Licence Appeal Tribunal File Number: 23-010906/AABS
In the matter of an application pursuant to subsection 280(2) of the Insurance Act, RSO 1990, c I.8, in relation to statutory accident benefits.
Between:
Sharmila Patrick
Applicant
and
Economical Insurance
Respondent
DECISION
ADJUDICATOR: Harouna Saley Sidibé
APPEARANCES:
For the Applicant: Raffi Akelian, Counsel
For the Respondent: Jeremy Hanigan, Counsel
HEARD: By way of written submissions
OVERVIEW
1Sharmila Patrick, the applicant, was involved in an automobile accident on October 30, 2021, and sought benefits pursuant to the Statutory Accident Benefits Schedule - Effective September 1, 2010 (including amendments effective June 1, 2016) (the “Schedule”). The applicant was denied benefits by the respondent, Economical Insurance, and applied to the Licence Appeal Tribunal - Automobile Accident Benefits Service (the “Tribunal”) for resolution of the dispute.
ISSUES
2The issues in dispute are:
i. Are the applicant’s injuries predominantly minor as defined in s. 3 of the Schedule and therefore subject to treatment within the $3,500.00 Minor Injury Guideline (“MIG”) limit?

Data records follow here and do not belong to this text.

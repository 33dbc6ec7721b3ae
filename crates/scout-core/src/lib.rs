pub mod content;
pub mod error;
pub mod models;
pub mod scoring;
pub mod stats;
pub mod traits;
pub mod urlutil;

#[cfg(any(test, feature = "testutil"))]
pub mod testutil;

pub use content::{Decision, Signals};
pub use error::{AppError, ErrorKind};
pub use models::{
    CandidateProfile, Job, JobMatch, NewJob, NewSource, PageType, RawJob, Source, SourceType,
    StatPoint,
};
pub use stats::Counters;
pub use traits::{FetchedPage, JobStore, Matcher, PageFetcher, SourceStore};
use scout_client::PoliteFetcher;
use scout_core::stats::Counters;
use scout_db::Database;
use scout_engine::DiscoveryEngine;

/// Shared application state, available to all route handlers via
/// `State<Arc<AppState>>`.
pub struct AppState {
    pub db: Database,
    pub counters: Counters,
    /// Discovery engine handle, used for inline classification of sources
    /// submitted through the API.
    pub engine: DiscoveryEngine<Database, PoliteFetcher>,
}
impl JobStore for MemoryStore {
    async fn save_job(&self, job: NewJob) -> Result<(), AppError> {
        let now = Utc::now();
        let mut inner = self.inner.lock().unwrap();
        if let Some(existing) = inner.jobs.iter_mut().find(|j| j.url == job.url) {
            existing.source_id = job.source_id;
            existing.source_type = job.source_type.as_str().to_string();
            existing.title = job.title;
            existing.description = job.description;
            existing.company = job.company;
            existing.location = job.location;
            existing.salary_range = job.salary_range;
            existing.posted_at = existing.posted_at.or(job.posted_at);
            existing.match_score = job.match_score;
            existing.match_summary = job.match_summary;
            existing.updated_at = now;
            return Ok(());
        }

        inner.next_job_id += 1;
        let id = inner.next_job_id;
        inner.jobs.push(Job {
            id,
            source_id: job.source_id,
            source_url: String::new(),
            source_type: job.source_type.as_str().to_string(),
            url: job.url,
            title: job.title,
            description: job.description,
            company: job.company,
            location: job.location,
            salary_range: job.salary_range,
            match_score: job.match_score,
            match_summary: job.match_summary,
            applied: false,
            applied_at: None,
            rejected: false,
            rejected_at: None,
            closed: false,
            closed_at: None,
            posted_at: job.posted_at,
            created_at: now,
            updated_at: now,
        });
        Ok(())
    }

    async fn get_jobs(&self, limit: i64, offset: i64) -> Result<(Vec<Job>, i64, i64), AppError> {
        let inner = self.inner.lock().unwrap();
        let total = inner.jobs.len() as i64;
        let active_total = inner
            .jobs
            .iter()
            .filter(|j| !j.rejected && !j.closed)
            .count() as i64;

        let mut jobs = inner.jobs.clone();
        jobs.sort_by(|a, b| {
            a.applied
                .cmp(&b.applied)
                .then(b.match_score.cmp(&a.match_score))
                .then(
                    b.posted_at
                        .unwrap_or(b.created_at)
                        .cmp(&a.posted_at.unwrap_or(a.created_at)),
                )
        });
        let page = jobs
            .into_iter()
            .skip(offset.max(0) as usize)
            .take(limit.max(0) as usize)
            .collect();
        Ok((page, total, active_total))
    }

    async fn mark_job_applied(&self, job_id: i64) -> Result<(), AppError> {
        let mut inner = self.inner.lock().unwrap();
        if let Some(job) = inner.jobs.iter_mut().find(|j| j.id == job_id) {
            job.applied = true;
            job.applied_at = Some(Utc::now());
            job.updated_at = Utc::now();
        }
        Ok(())
    }

    async fn mark_job_rejected(&self, job_id: i64) -> Result<(), AppError> {
        let mut inner = self.inner.lock().unwrap();
        if let Some(job) = inner.jobs.iter_mut().find(|j| j.id == job_id) {
            job.rejected = true;
            job.rejected_at = Some(Utc::now());
            job.updated_at = Utc::now();
        }
        Ok(())
    }

    async fn mark_job_closed(&self, job_id: i64) -> Result<(), AppError> {
        let mut inner = self.inner.lock().unwrap();
        if let Some(job) = inner.jobs.iter_mut().find(|j| j.id == job_id) {
            job.closed = true;
            job.closed_at = Some(Utc::now());
            job.updated_at = Utc::now();
        }
        Ok(())
    }

    async fn delete_old_jobs(&self, older_than: Duration) -> Result<u64, AppError> {
        let cutoff = Utc::now() - older_than;
        let mut inner = self.inner.lock().unwrap();
        let before = inner.jobs.len();
        inner
            .jobs
            .retain(|j| j.posted_at.unwrap_or(j.created_at) >= cutoff);
        Ok((before - inner.jobs.len()) as u64)
    }
}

ii. Is the applicant entitled to the treatments and assessments proposed by PhysioMed Bramalea, as follows:
$1,297.00 for physiotherapy services, in a treatment plan dated March 2, 2022;
$1,379.25 for physiotherapy services, in a treatment plan dated April 22, 2022; and
$2,574.00 for physiotherapy services, in a treatment plan dated December 7, 2021?
iii. Is the applicant entitled to the treatments and assessments proposed by Downsview Healthcare Inc., as follows:
$2,486.00 for a psychological assessment, in a treatment plan dated January 27, 2022; and
$2,486.00 for a physiatry assessment, in a treatment plan dated October 28, 2022?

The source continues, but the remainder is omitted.